Um primeiro significado da palavra “gosto“ diz respeito especificamente a sabor, e quer marca mais característica de uma cultura do que a culinária típica da região? Quem compreende a necessidade do gaúcho pelo chimarrão, bebida de gosto amargo? Ou o baiano e seu apimentado acarajé? A cultura regional é um conjunto de gostos compartilhados, diria-se mesmo “ensinados“.

Por serem redutos de preservação – e transformação, pois tudo se transforma – de todos esses gostos, os mercados públicos têm muito o que dizer.

O gosto arquitetônico

Viesse uma enchente e mergulhasse sua cidade na água, um único prédio restasse para garantir a preservação da História e das histórias (a sabedoria popular, os causos), qual prédio seria? Algum museu? A prefeitura?

O mercado público! Afinal, tudo ali se encontra e ali todos se encontram. A variedade de produtos expostos nas barraquinhas é a marca gastrônomica da cidade. Os sotaques que se escutam nos corredores e os rostos das pessoas são o retrato vivo da miscigenação. O próprio prédio é um registro das transformações históricas.

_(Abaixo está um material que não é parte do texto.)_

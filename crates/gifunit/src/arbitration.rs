//! Arbitration state shared by the three paths.
use crate::path::PathId;
use crate::regs::{ActivePath, Mode, Status};

/// A latched request to stop packet processing, carrying the two data words of the write that
/// caused it.
#[derive(Debug, Clone, Copy, Default, PartialEq, Eq)]
pub struct StallMarker {
    latched: bool,
    data: [u32; 2],
}

impl StallMarker {
    #[inline(always)]
    pub fn is_latched(&self) -> bool {
        self.latched
    }

    /// Latches the marker. Requests made while it is already latched are ignored.
    pub fn request(&mut self, data: u32, mask: u32) -> bool {
        if self.latched {
            return false;
        }

        self.latched = true;
        self.data = [data, mask];
        true
    }

    /// Clears the marker, returning its data if it was latched.
    pub fn take(&mut self) -> Option<[u32; 2]> {
        let marker = std::mem::take(self);
        marker.latched.then_some(marker.data)
    }

    pub fn data(&self) -> [u32; 2] {
        self.data
    }
}

/// Arbitration state. Owned by the [`GifUnit`](crate::GifUnit) and lent to the path being
/// parsed.
#[derive(Debug, Clone, Default)]
pub struct Arbitration {
    /// The path currently driving the output.
    pub active: Option<PathId>,
    pub stall: StallMarker,
    /// Paths that received data while another path was active.
    pub queued: [bool; 3],
    /// Output path active (`OPH`).
    pub output_active: bool,
    /// Path 3 was sliced mid-image (`IP3`).
    pub image_slice: bool,
    pub mode: Mode,
    /// Path 3 masked by the VIF (`M3P`).
    pub vif_mask: bool,
    /// Temporary transfer stop (`PSE`).
    pub paused: bool,
    /// A SIGNAL write was seen and not yet acknowledged.
    pub signal_pending: bool,
    /// A FINISH write was seen and the sink has not been notified yet.
    pub finish_pending: bool,
}

impl Arbitration {
    /// Whether `id` may not be selected because of a mask. Only path 3 can be masked.
    #[inline(always)]
    pub fn masked(&self, id: PathId) -> bool {
        id == PathId::Path3 && (self.mode.m3r() || self.vif_mask)
    }

    #[inline(always)]
    pub fn slicing(&self) -> bool {
        self.mode.imt()
    }

    #[inline(always)]
    pub fn is_active(&self, id: PathId) -> bool {
        self.active == Some(id)
    }

    /// Whether arbitration can make progress at all.
    #[inline(always)]
    pub fn halted(&self) -> bool {
        self.paused || self.stall.is_latched()
    }

    pub fn status(&self) -> Status {
        let apath = match self.active {
            None => ActivePath::Idle,
            Some(PathId::Path1) => ActivePath::Path1,
            Some(PathId::Path2) => ActivePath::Path2,
            Some(PathId::Path3) => ActivePath::Path3,
        };

        Status::from_bits(0)
            .with_m3r(self.mode.m3r())
            .with_m3p(self.vif_mask)
            .with_imt(self.mode.imt())
            .with_pse(self.paused)
            .with_ip3(self.image_slice)
            .with_p1q(self.queued[0])
            .with_p2q(self.queued[1])
            .with_p3q(self.queued[2])
            .with_oph(self.output_active)
            .with_apath(apath)
    }
}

Talvez por isso os mercados públicos sejam à prova de enchente. A quem interessar, vale fazer uma pesquisa sobre essa estranha coincidência unindo mercados públicos de diferentes partes do Brasil. Como o de Porto Alegre, cuja resistência à enchente de 1941 mereceu até uma placa na entrada da Ala Sul. Outra coincidência: boa parte dos edifícios têm estilo arquitetônico “eclético“, uma marca da cultura brasileira como um todo, que não se identifica nunca com uma coisa só. Voltando ao exemplo de Porto Alegre: quando o mercado público foi inaugurado, em 1869, tinha estilo neoclássico. Era composto por um único andar e havia sido construido no porto, entre duas docas, onde atracavam embarcações tranzendo peixes e mercadorias. Hoje essas docas deram lugar à prefeitura e a um terminal de ônibus, construídos sobre aterros. Em 1912, após um incêndio que quase acabou com tudo, foi construído o segundo andar, e hoje o prédio tem até escada rolante. Assim como outros mercados públicos, o de Porto Alegre traz, em suas entranhas, a memória de outras épocas, de diferentes momentos e estilos, e mantêm-se aberto ao presente e ao futuro.

O gosto da diversidade

Comida tem gosto e tem cheiro, e nesse sentido os mercados públicos são pratos cheios. No de Florianópolis, a peixaria e a brisa à beira-mar dão um aroma todo especial. Há opções para todos os gostos: caranguejo, anchova, tainha, pirão; chope gelado, caldo de cana; bolinho de bacalhau, omelete de camarão; e sucos de uma variedade imensa de frutas.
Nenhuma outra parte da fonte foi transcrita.